PROVIDED ENTRIES =
──────────────────────────────

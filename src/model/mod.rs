//! Model artifact layer: classifier interface, ONNX adapter, metadata.

pub mod classifier;
pub mod metadata;
pub mod onnx;

use std::path::Path;
use std::sync::Arc;

pub use classifier::{ClassProbabilities, Classifier};
pub use metadata::ModelMetadata;

use crate::error::PredictionError;
use crate::risk::features::FeatureSchema;

/// Exported model file name inside the artifact directory
pub const MODEL_FILE: &str = "final_model.onnx";

/// Read-only handle to the loaded classifier and its metadata.
///
/// Built exactly once at process startup and shared behind `Arc`;
/// concurrent predictions run against it without further coordination.
pub struct ModelContext {
    classifier: Arc<dyn Classifier>,
    metadata: ModelMetadata,
}

impl ModelContext {
    /// Load all model artifacts from `model_dir`. Fatal at startup when
    /// anything is missing; no prediction may proceed without it.
    pub fn load(model_dir: &Path) -> Result<Self, PredictionError> {
        let metadata = metadata::load(model_dir)?;
        let classifier = onnx::OnnxClassifier::load(&model_dir.join(MODEL_FILE))?;

        tracing::info!(
            model_name = %metadata.model_name,
            model_version = %metadata.model_version,
            "model context ready"
        );

        Ok(Self {
            classifier: Arc::new(classifier),
            metadata,
        })
    }

    /// Build a context from parts, mainly for classifier doubles in tests.
    pub fn new(classifier: Arc<dyn Classifier>, metadata: ModelMetadata) -> Self {
        Self {
            classifier,
            metadata,
        }
    }

    pub fn classifier(&self) -> &dyn Classifier {
        self.classifier.as_ref()
    }

    pub fn metadata(&self) -> &ModelMetadata {
        &self.metadata
    }

    pub fn schema(&self) -> &FeatureSchema {
        &self.metadata.schema
    }
}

──────────────────────────────

ACTION ITEM = In the data above, find each line that has the word "ModelContext" and copy it out.

WRITTEN SOLUTION =
pub struct ModelContext {
impl ModelContext {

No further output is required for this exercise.